▸ What the task asks:
The entries that follow should be duplicated in full, without a single alteration.

== Records to process

//! Text console front end
//!
//! Reads choices line by line and prints everything the game reports. The
//! same [`Console`] drives the main menu and answers combat prompts as the
//! session's [`PlayerInput`].

use std::fmt::Display;
use std::io::{BufRead, Write};

use anyhow::Result;
use emberfall_core::EventSink;
use emberfall_game::{
    CombatEvent, CombatView, CreatureKind, GameError, GameSession, Inventory, ItemCategory,
    Outcome, PlayerAction, PlayerInput,
};
use tracing::warn;

use crate::menu::{CombatChoice, MenuChoice};
use crate::save;
use crate::settings::FileSettings;

/// How a play session ended
#[derive(Debug, Clone, Copy, PartialEq, Eq)]
pub enum SessionEnd {
    Quit,
    Defeated,
}

/// Line-oriented console over any reader/writer pair
pub struct Console<R, W> {
    reader: R,
    writer: W,
}

impl<R: BufRead, W: Write> Console<R, W> {
    pub fn new(reader: R, writer: W) -> Self {
        Self { reader, writer }
    }

    #[cfg(test)]
    pub fn into_writer(self) -> W {
        self.writer
    }

    /// Print a line. Output failures are logged, not fatal.
    pub fn say(&mut self, text: impl Display) {
        if let Err(e) = writeln!(self.writer, "{}", text) {
            warn!("Failed to write to console: {}", e);
        }
    }

    /// Print a prompt and read one line. `None` once input is exhausted.
    pub fn ask(&mut self, prompt: &str) -> Option<String> {
        if let Err(e) = write!(self.writer, "{}", prompt).and_then(|_| self.writer.flush()) {
            warn!("Failed to write to console: {}", e);
        }

        let mut line = String::new();
        match self.reader.read_line(&mut line) {
            Ok(0) => None,
            Ok(_) => Some(line.trim_end_matches(['\r', '\n']).to_string()),
            Err(e) => {
                warn!("Failed to read console input: {}", e);
                None
            }
        }
    }

    /// Ask until a non-empty character name is given
    pub fn ask_name(&mut self) -> Option<String> {
        loop {
            let name = self.ask("Enter your character's name: ")?;
            let name = name.trim();
            if !name.is_empty() {
                return Some(name.to_string());
            }
        }
    }
}

impl<R: BufRead, W: Write> Console<R, W> {
    /// Print the inventory grouped by category, skipping empty groups
    fn list_items(&mut self, inventory: &Inventory) {
        for (heading, category) in [
            ("Equipment:", ItemCategory::Equipment),
            ("Consumables:", ItemCategory::Consumable),
        ] {
            let items = inventory.items_of_kind(category);
            if items.is_empty() {
                continue;
            }
            self.say(heading);
            for (_, item) in items {
                self.say(format!("- {}", item));
            }
        }
    }
}

impl<R: BufRead, W: Write> PlayerInput for Console<R, W> {
    fn choose_action(&mut self, view: &CombatView<'_>) -> Option<PlayerAction> {
        self.say("");
        self.say(view.character.status());
        self.say(view.creature);
        loop {
            self.say("Your turn:\n1. Attack\n2. Use item");
            let line = self.ask("Choose an action: ")?;
            match CombatChoice::parse(&line) {
                Some(CombatChoice::Attack) => return Some(PlayerAction::Attack),
                Some(CombatChoice::UseItem) => {
                    if view.character.inventory().is_empty() {
                        self.say("Inventory is empty");
                        continue;
                    }
                    self.list_items(view.character.inventory());
                    let name = self.ask("Item name: ")?;
                    return Some(PlayerAction::UseItem(name.trim().to_string()));
                }
                None => self.say("Invalid choice!"),
            }
        }
    }

    fn notify(&mut self, event: &CombatEvent) {
        self.say(event);
    }
}

/// Run the main menu until the player quits, input ends, or the character dies
pub fn play<R, W, L>(
    console: &mut Console<R, W>,
    session: &mut GameSession<L>,
    files: &FileSettings,
) -> Result<SessionEnd>
where
    R: BufRead,
    W: Write,
    L: EventSink,
{
    loop {
        console.say("");
        console.say(MenuChoice::render());
        let Some(line) = console.ask("Choose an action: ") else {
            return Ok(SessionEnd::Quit);
        };
        let Some(choice) = MenuChoice::parse(&line) else {
            console.say("Invalid choice!");
            continue;
        };

        match choice {
            MenuChoice::Fight(kind) => {
                if fight(console, session, kind)? {
                    return Ok(SessionEnd::Defeated);
                }
            }
            MenuChoice::Wander => {
                let kind = CreatureKind::random(&mut rand::thread_rng());
                if fight(console, session, kind)? {
                    return Ok(SessionEnd::Defeated);
                }
            }
            MenuChoice::Status => console.say(session.status()),
            MenuChoice::Inventory => console.say(session.inventory_view()),
            MenuChoice::Save => {
                let Some(name) = console.ask("Save name (Enter for default): ") else {
                    return Ok(SessionEnd::Quit);
                };
                let path = save::save_path(files, Some(&name));
                match session.save(&path) {
                    Ok(()) => console.say(format!("Game saved to {}", path.display())),
                    Err(e) => console.say(format!("Save failed: {}", e)),
                }
            }
            MenuChoice::Load => {
                let Some(name) = console.ask("Save name (Enter for default): ") else {
                    return Ok(SessionEnd::Quit);
                };
                let path = save::save_path(files, Some(&name));
                match session.load(&path) {
                    Ok(()) => console.say("Game loaded!"),
                    Err(e) => console.say(format!("Load failed: {}", e)),
                }
            }
            MenuChoice::Quit => return Ok(SessionEnd::Quit),
        }
    }
}

/// One encounter. Returns whether the character was defeated.
fn fight<R, W, L>(
    console: &mut Console<R, W>,
    session: &mut GameSession<L>,
    kind: CreatureKind,
) -> Result<bool>
where
    R: BufRead,
    W: Write,
    L: EventSink,
{
    console.say("");
    console.say(format!("=== A {} appears! ===", kind.name()));

    match session.start_combat(kind, console) {
        Ok(Outcome::Defeat) => {
            console.say("Game over");
            Ok(true)
        }
        Ok(_) => Ok(false),
        Err(GameError::InputClosed) => {
            console.say("The fight is abandoned.");
            Ok(false)
        }
        Err(e) => Err(e.into()),
    }
}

====

▸ Solution for this exercise:
//! Text console front end
//!
//! Reads choices line by line and prints everything the game reports. The
//! same [`Console`] drives the main menu and answers combat prompts as the
//! session's [`PlayerInput`].

use std::fmt::Display;
use std::io::{BufRead, Write};

use anyhow::Result;
use emberfall_core::EventSink;
use emberfall_game::{
    CombatEvent, CombatView, CreatureKind, GameError, GameSession, Inventory, ItemCategory,
    Outcome, PlayerAction, PlayerInput,
};
use tracing::warn;

use crate::menu::{CombatChoice, MenuChoice};
use crate::save;
use crate::settings::FileSettings;

/// How a play session ended
#[derive(Debug, Clone, Copy, PartialEq, Eq)]
pub enum SessionEnd {
    Quit,
    Defeated,
}

/// Line-oriented console over any reader/writer pair
pub struct Console<R, W> {
    reader: R,
    writer: W,
}

impl<R: BufRead, W: Write> Console<R, W> {
    pub fn new(reader: R, writer: W) -> Self {
        Self { reader, writer }
    }

    #[cfg(test)]
    pub fn into_writer(self) -> W {
        self.writer
    }

    /// Print a line. Output failures are logged, not fatal.
    pub fn say(&mut self, text: impl Display) {
        if let Err(e) = writeln!(self.writer, "{}", text) {
            warn!("Failed to write to console: {}", e);
        }
    }

    /// Print a prompt and read one line. `None` once input is exhausted.
    pub fn ask(&mut self, prompt: &str) -> Option<String> {
        if let Err(e) = write!(self.writer, "{}", prompt).and_then(|_| self.writer.flush()) {
            warn!("Failed to write to console: {}", e);
        }

        let mut line = String::new();
        match self.reader.read_line(&mut line) {
            Ok(0) => None,
            Ok(_) => Some(line.trim_end_matches(['\r', '\n']).to_string()),
            Err(e) => {
                warn!("Failed to read console input: {}", e);
                None
            }
        }
    }

    /// Ask until a non-empty character name is given
    pub fn ask_name(&mut self) -> Option<String> {
        loop {
            let name = self.ask("Enter your character's name: ")?;
            let name = name.trim();
            if !name.is_empty() {
                return Some(name.to_string());
            }
        }
    }
}

impl<R: BufRead, W: Write> Console<R, W> {
    /// Print the inventory grouped by category, skipping empty groups
    fn list_items(&mut self, inventory: &Inventory) {
        for (heading, category) in [
            ("Equipment:", ItemCategory::Equipment),
            ("Consumables:", ItemCategory::Consumable),
        ] {
            let items = inventory.items_of_kind(category);
            if items.is_empty() {
                continue;
            }
            self.say(heading);
            for (_, item) in items {
                self.say(format!("- {}", item));
            }
        }
    }
}

impl<R: BufRead, W: Write> PlayerInput for Console<R, W> {
    fn choose_action(&mut self, view: &CombatView<'_>) -> Option<PlayerAction> {
        self.say("");
        self.say(view.character.status());
        self.say(view.creature);
        loop {
            self.say("Your turn:\n1. Attack\n2. Use item");
            let line = self.ask("Choose an action: ")?;
            match CombatChoice::parse(&line) {
                Some(CombatChoice::Attack) => return Some(PlayerAction::Attack),
                Some(CombatChoice::UseItem) => {
                    if view.character.inventory().is_empty() {
                        self.say("Inventory is empty");
                        continue;
                    }
                    self.list_items(view.character.inventory());
                    let name = self.ask("Item name: ")?;
                    return Some(PlayerAction::UseItem(name.trim().to_string()));
                }
                None => self.say("Invalid choice!"),
            }
        }
    }

    fn notify(&mut self, event: &CombatEvent) {
        self.say(event);
    }
}

/// Run the main menu until the player quits, input ends, or the character dies
pub fn play<R, W, L>(
    console: &mut Console<R, W>,
    session: &mut GameSession<L>,
    files: &FileSettings,
) -> Result<SessionEnd>
where
    R: BufRead,
    W: Write,
    L: EventSink,
{
    loop {
        console.say("");
        console.say(MenuChoice::render());
        let Some(line) = console.ask("Choose an action: ") else {
            return Ok(SessionEnd::Quit);
        };
        let Some(choice) = MenuChoice::parse(&line) else {
            console.say("Invalid choice!");
            continue;
        };

        match choice {
            MenuChoice::Fight(kind) => {
                if fight(console, session, kind)? {
                    return Ok(SessionEnd::Defeated);
                }
            }
            MenuChoice::Wander => {
                let kind = CreatureKind::random(&mut rand::thread_rng());
                if fight(console, session, kind)? {
                    return Ok(SessionEnd::Defeated);
                }
            }
            MenuChoice::Status => console.say(session.status()),
            MenuChoice::Inventory => console.say(session.inventory_view()),
            MenuChoice::Save => {
                let Some(name) = console.ask("Save name (Enter for default): ") else {
                    return Ok(SessionEnd::Quit);
                };
                let path = save::save_path(files, Some(&name));
                match session.save(&path) {
                    Ok(()) => console.say(format!("Game saved to {}", path.display())),
                    Err(e) => console.say(format!("Save failed: {}", e)),
                }
            }
            MenuChoice::Load => {
                let Some(name) = console.ask("Save name (Enter for default): ") else {
                    return Ok(SessionEnd::Quit);
                };
                let path = save::save_path(files, Some(&name));
                match session.load(&path) {
                    Ok(()) => console.say("Game loaded!"),
                    Err(e) => console.say(format!("Load failed: {}", e)),
                }
            }
            MenuChoice::Quit => return Ok(SessionEnd::Quit),
        }
    }
}

/// One encounter. Returns whether the character was defeated.
fn fight<R, W, L>(
    console: &mut Console<R, W>,
    session: &mut GameSession<L>,
    kind: CreatureKind,
) -> Result<bool>
where
    R: BufRead,
    W: Write,
    L: EventSink,
{
    console.say("");
    console.say(format!("=== A {} appears! ===", kind.name()));

    match session.start_combat(kind, console) {
        Ok(Outcome::Defeat) => {
            console.say("Game over");
            Ok(true)
        }
        Ok(_) => Ok(false),
        Err(GameError::InputClosed) => {
            console.say("The fight is abandoned.");
            Ok(false)
        }
        Err(e) => Err(e.into()),
    }
}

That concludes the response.